The optimal performance of Java applications can be seriously hampered by frequent Full garbage collection cycles. In this post, we’ll discuss a few situations that could lead to repeated Full GCs as well as how to recognize and handle them.
Misconfiguration of Memory Spaces
One of the main causes of frequent Full GCs is the misconfiguration of JVM managed memory spaces of the application: the Java heap might be sized smaller than the live-set of Java objects, or the Metaspace may be configured too small.

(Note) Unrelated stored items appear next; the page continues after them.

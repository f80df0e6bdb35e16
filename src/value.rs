//! Untrusted Input Values
//!
//! Formats see either a raw JSON value or an object that knows how to turn
//! itself into one. Conversion is resolved before any format looks at it.

use serde_json::Value;
use std::fmt;
use std::sync::Arc;
use thiserror::Error;

/// Conversion chains longer than this are treated as cycles.
pub const MAX_CONVERSION_DEPTH: usize = 16;

/// Capability of a domain object to present itself as a primitive input.
///
/// The result may itself be convertible; resolution follows the chain.
pub trait ToPrimitive: fmt::Debug + Send + Sync {
    fn to_primitive(&self) -> Input;
}

#[derive(Debug, Clone, Error, PartialEq, Eq)]
pub enum ConversionError {
    #[error("Value conversion exceeded {0} levels")]
    TooDeep(usize),
}

#[derive(Debug, Clone)]
pub enum Input {
    Primitive(Value),
    Convertible(Arc<dyn ToPrimitive>),
}

impl Input {
    pub fn convertible(object: impl ToPrimitive + 'static) -> Self {
        Self::Convertible(Arc::new(object))
    }

    /// Follow `to_primitive` until a raw value comes out.
    pub fn resolve(&self) -> Result<Value, ConversionError> {
        let mut current = match self {
            Self::Primitive(value) => return Ok(value.clone()),
            Self::Convertible(object) => object.to_primitive(),
        };
        for _ in 1..MAX_CONVERSION_DEPTH {
            match current {
                Self::Primitive(value) => return Ok(value),
                Self::Convertible(object) => current = object.to_primitive(),
            }
        }
        match current {
            Self::Primitive(value) => Ok(value),
            Self::Convertible(_) => Err(ConversionError::TooDeep(MAX_CONVERSION_DEPTH)),
        }
    }

    pub fn as_primitive(&self) -> Option<&Value> {
        match self {
            Self::Primitive(value) => Some(value),
            Self::Convertible(_) => None,
        }
    }
}

impl From<Value> for Input {
    fn from(value: Value) -> Self {
        Self::Primitive(value)
    }
}

impl From<&str> for Input {
    fn from(s: &str) -> Self {
        Self::Primitive(Value::String(s.to_string()))
    }
}

impl From<String> for Input {
    fn from(s: String) -> Self {
        Self::Primitive(Value::String(s))
    }
}

impl From<i64> for Input {
    fn from(n: i64) -> Self {
        Self::Primitive(Value::from(n))
    }
}

impl From<bool> for Input {
    fn from(b: bool) -> Self {
        Self::Primitive(Value::Bool(b))
    }
}

#[cfg(test)]
mod tests {
    use super::*;
    use serde_json::json;

    #[derive(Debug)]
    struct UserId(i64);

    impl ToPrimitive for UserId {
        fn to_primitive(&self) -> Input {
            Input::from(self.0)
        }
    }

    #[derive(Debug)]
    struct Wrapper(Arc<dyn ToPrimitive>);

    impl ToPrimitive for Wrapper {
        fn to_primitive(&self) -> Input {
            Input::Convertible(self.0.clone())
        }
    }

    #[derive(Debug)]
    struct Loop;

    impl ToPrimitive for Loop {
        fn to_primitive(&self) -> Input {
            Input::convertible(Loop)
        }
    }

    #[test]
    fn test_primitive_resolves_to_itself() {
        assert_eq!(Input::from("x").resolve().unwrap(), json!("x"));
    }

    #[test]
    fn test_nested_conversion() {
        let input = Input::convertible(Wrapper(Arc::new(UserId(7))));
        assert_eq!(input.resolve().unwrap(), json!(7));
    }

    #[test]
    fn test_cycle_is_bounded() {
        let err = Input::convertible(Loop).resolve().unwrap_err();
        assert_eq!(err, ConversionError::TooDeep(MAX_CONVERSION_DEPTH));
    }
}
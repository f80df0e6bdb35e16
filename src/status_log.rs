//! Status Log - Append-Only Event Sink
//!
//! The mask is applied on the way in: events the caller did not ask for are
//! never stored. Logs are passed explicitly; nothing here is global.

use crate::event::{Details, Event, EventPath, LogFormatError, Severity, SeverityMask};

/// Anything that can hand over a sequence of recorded events.
pub trait EventProvider {
    fn all_events(&self) -> &[Event];
}

impl EventProvider for [Event] {
    fn all_events(&self) -> &[Event] {
        self
    }
}

impl EventProvider for Vec<Event> {
    fn all_events(&self) -> &[Event] {
        self
    }
}

#[derive(Debug, Clone, PartialEq)]
pub struct StatusLog {
    mask: SeverityMask,
    events: Vec<Event>,
}

impl StatusLog {
    pub fn new(mask: SeverityMask) -> Self {
        Self {
            mask,
            events: Vec::new(),
        }
    }

    pub fn mask(&self) -> SeverityMask {
        self.mask
    }

    pub fn accepts(&self, severity: Severity) -> bool {
        self.mask.contains(severity)
    }

    /// Append events. Every event is checked first; if any lacks both message
    /// and code nothing is appended. Masked-out events are dropped.
    pub fn log<I>(&mut self, events: I) -> Result<(), LogFormatError>
    where
        I: IntoIterator<Item = Event>,
    {
        let events: Vec<Event> = events.into_iter().collect();
        for event in &events {
            event.validate()?;
        }
        let mask = self.mask;
        self.events.extend(
            events
                .into_iter()
                .filter(|e| mask.contains(e.severity))
                .map(Event::normalize),
        );
        Ok(())
    }

    pub fn add(
        &mut self,
        severity: Severity,
        path: Option<&EventPath>,
        message: Option<String>,
        code: Option<String>,
        details: Option<Details>,
    ) -> Result<(), LogFormatError> {
        let event = Event {
            severity,
            path: None,
            message,
            code,
            details,
        }
        .at(path);
        self.log([event])
    }

    // A message is always present, so the format check cannot fail.
    fn push_message(&mut self, severity: Severity, path: Option<&EventPath>, message: String) {
        self.events.push(Event::new(severity, message).at(path));
    }

    pub fn add_error(&mut self, path: Option<&EventPath>, message: impl Into<String>) {
        if self.accepts(Severity::Error) {
            self.push_message(Severity::Error, path, message.into());
        }
    }

    pub fn add_warning(&mut self, path: Option<&EventPath>, message: impl Into<String>) {
        if self.accepts(Severity::Warning) {
            self.push_message(Severity::Warning, path, message.into());
        }
    }

    pub fn add_info(&mut self, path: Option<&EventPath>, message: impl Into<String>) {
        if self.accepts(Severity::Info) {
            self.push_message(Severity::Info, path, message.into());
        }
    }

    pub fn add_success(&mut self, path: Option<&EventPath>, message: impl Into<String>) {
        if self.accepts(Severity::Success) {
            self.push_message(Severity::Success, path, message.into());
        }
    }

    fn push_coded(
        &mut self,
        severity: Severity,
        path: Option<&EventPath>,
        message: String,
        code: String,
    ) {
        if self.accepts(severity) {
            self.events
                .push(Event::new(severity, message).at(path).with_code(code));
        }
    }

    /// Error with a machine-readable code alongside the message.
    pub fn add_error_code(
        &mut self,
        path: Option<&EventPath>,
        message: impl Into<String>,
        code: impl Into<String>,
    ) {
        self.push_coded(Severity::Error, path, message.into(), code.into());
    }

    pub fn add_warning_code(
        &mut self,
        path: Option<&EventPath>,
        message: impl Into<String>,
        code: impl Into<String>,
    ) {
        self.push_coded(Severity::Warning, path, message.into(), code.into());
    }

    pub fn add_info_code(
        &mut self,
        path: Option<&EventPath>,
        message: impl Into<String>,
        code: impl Into<String>,
    ) {
        self.push_coded(Severity::Info, path, message.into(), code.into());
    }

    pub fn add_success_code(
        &mut self,
        path: Option<&EventPath>,
        message: impl Into<String>,
        code: impl Into<String>,
    ) {
        self.push_coded(Severity::Success, path, message.into(), code.into());
    }

    pub fn has_errors(&self) -> bool {
        self.events.iter().any(Event::is_error)
    }

    pub fn error_count(&self) -> usize {
        self.events.iter().filter(|e| e.is_error()).count()
    }

    pub fn errors(&self) -> impl DoubleEndedIterator<Item = &Event> {
        self.events.iter().filter(|e| e.is_error())
    }

    pub fn events(&self) -> &[Event] {
        &self.events
    }

    pub fn len(&self) -> usize {
        self.events.len()
    }

    pub fn is_empty(&self) -> bool {
        self.events.is_empty()
    }

    pub fn into_events(self) -> Vec<Event> {
        self.events
    }

    /// Replay another provider's events into this log, optionally rewriting
    /// their paths. The receiving log's mask applies.
    pub fn import<P>(&mut self, source: &P, remap: Option<&PathRemap>) -> Result<(), LogFormatError>
    where
        P: EventProvider + ?Sized,
    {
        let events = source.all_events().iter().cloned().map(|mut event| {
            if let Some(remap) = remap {
                event.path = event.path.as_ref().map(|path| remap.apply(path));
            }
            event
        });
        self.log(events)
    }
}

impl Default for StatusLog {
    fn default() -> Self {
        Self::new(SeverityMask::ALL)
    }
}

impl EventProvider for StatusLog {
    fn all_events(&self) -> &[Event] {
        &self.events
    }
}

/// Prefix rewrite rules for imported event paths.
///
/// Rules are supplied least specific first. For a given path the rule with
/// the longest matching prefix wins; among equally long prefixes the one
/// supplied last wins. Matching is on whole segments.
#[derive(Debug, Clone, Default)]
pub struct PathRemap {
    rules: Vec<(EventPath, EventPath)>,
}

impl PathRemap {
    pub fn new<I>(rules: I) -> Self
    where
        I: IntoIterator<Item = (EventPath, EventPath)>,
    {
        Self {
            rules: rules.into_iter().collect(),
        }
    }

    /// Rules in dotted string form, e.g. `[("a", "x"), ("a.b", "y")]`.
    pub fn from_pairs(pairs: &[(&str, &str)]) -> Self {
        Self::new(
            pairs
                .iter()
                .map(|(from, to)| (EventPath::from(*from), EventPath::from(*to))),
        )
    }

    pub fn push(&mut self, from: EventPath, to: EventPath) {
        self.rules.push((from, to));
    }

    pub fn is_empty(&self) -> bool {
        self.rules.is_empty()
    }

    fn best_match<'a, 'p>(&'a self, path: &'p EventPath) -> Option<(&'a EventPath, &'p [String])> {
        let mut best: Option<(&'a EventPath, &'a EventPath, &'p [String])> = None;
        for (from, to) in self.rules.iter().rev() {
            let Some(rest) = path.strip_prefix(from) else {
                continue;
            };
            match best {
                Some((best_from, _, _)) if best_from.len() >= from.len() => {}
                _ => best = Some((from, to, rest)),
            }
        }
        best.map(|(_, to, rest)| (to, rest))
    }

    /// Rewritten path. Paths no rule matches come back unchanged.
    pub fn apply(&self, path: &EventPath) -> EventPath {
        match self.best_match(path) {
            Some((to, rest)) => to.join(&EventPath::from(rest.to_vec())),
            None => path.clone(),
        }
    }
}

We should monitor the utilization of Java heap, in particular, the old generation, and the Metaspace to understand our application’s requirements for those spaces. If the occurring Full GCs are not able to claim any space, then it could be a size configuration issue; the Java heap or Metaspace might be configured smaller than the application’s requirements. Increase the Java heap or Metaspace size, respectively, and then rerun your application using the larger size. If the failure persists at the larger heap or metaspace size as well and the memory growth continues, there may be a memory leak.
Another cause of frequent Full GCs could be the premature promotion of objects from the young generation to the old generation. In this case, increasing the size of the young generation and allowing the short-lived instances to get collected with the minor collections can help circumvent the frequent Full GCs situation.
Memory leaks occur when certain instances or classes are unintentionally retained in memory. Once we confirm that there is a memory leak in our application, the next step is to identify the instances or classes causing that memory leak. For diagnosing memory leaks, Heap histograms and Heap dumps are very helpful. Heap histograms provide a quick view of the Java heap and help us understand what is growing in the heap. Heap dumps are the most useful diagnostic data for troubleshooting memory leaks. Collect heap dumps periodically before and after the application starts exhibiting memory growth.
We can use Eclipse MAT or any other heap dump analysis tool to analyze the gathered heap dumps. In order to determine which objects are growing in the Java heap over time, compare the number of instances of different types in the collected heap dumps. Similarly, for frequent GCs occurring to reclaim space in Metaspace, look for top growing classes, specifically duplicate classes that you suspect should not be loaded multiple times. Then, finding the GC roots of those instances and classes can lead us to the causes of memory leaks, helping us nail down frequent Full GCs.
Full GCs with ParallelGC
It is important to note that the parallel garbage collector can continuously attempt to free up room in the Java heap by invoking frequent back-to-back Full GCs, even when the gains of that effort are small and the Java heap is almost full. This affects the application’s performance and could prevent the system from re-bouncing. This situation can be avoided by tuning the values for the -XX:GCTimeLimit and -XX:GCHeapFreeLimit JVM options.
GCTimeLimit sets an upper limit on the amount of time that GCs can spend as a percent of the total time. Its default value is 98%. Decreasing this value reduces the amount of allowed time that can be spent in the garbage collections. GCHeapFreeLimit sets a lower limit on the amount of space that should be free after a garbage collection, represented as a percent of the maximum heap. Its default value is 2%. Increasing this value means that more heap space should get reclaimed by the GCs. An OutOfMemoryError is thrown after a Full GC if the previous 5 consecutive GCs (could be minor or full) were not able to keep the GC cost below GCTimeLimit and were not able to free up GCHeapFreeLimit space.
For example, setting GCHeapFreeLimit to 8 percent can help the garbage collector not get stuck in a loop of invoking back-to-back Full GCs when it is not able to reclaim at least 8% of the heap and is exceeding GCTimeLimit for 5 consecutive GCs.
The appearance of the System.gc() string in Full GC log entries indicates that those GCs were invoked by explicit calls to java.lang.Runtime.gc() or System.gc(). The JVM option -XX:+DisableExplicitGC can be used to disable such Full GCs.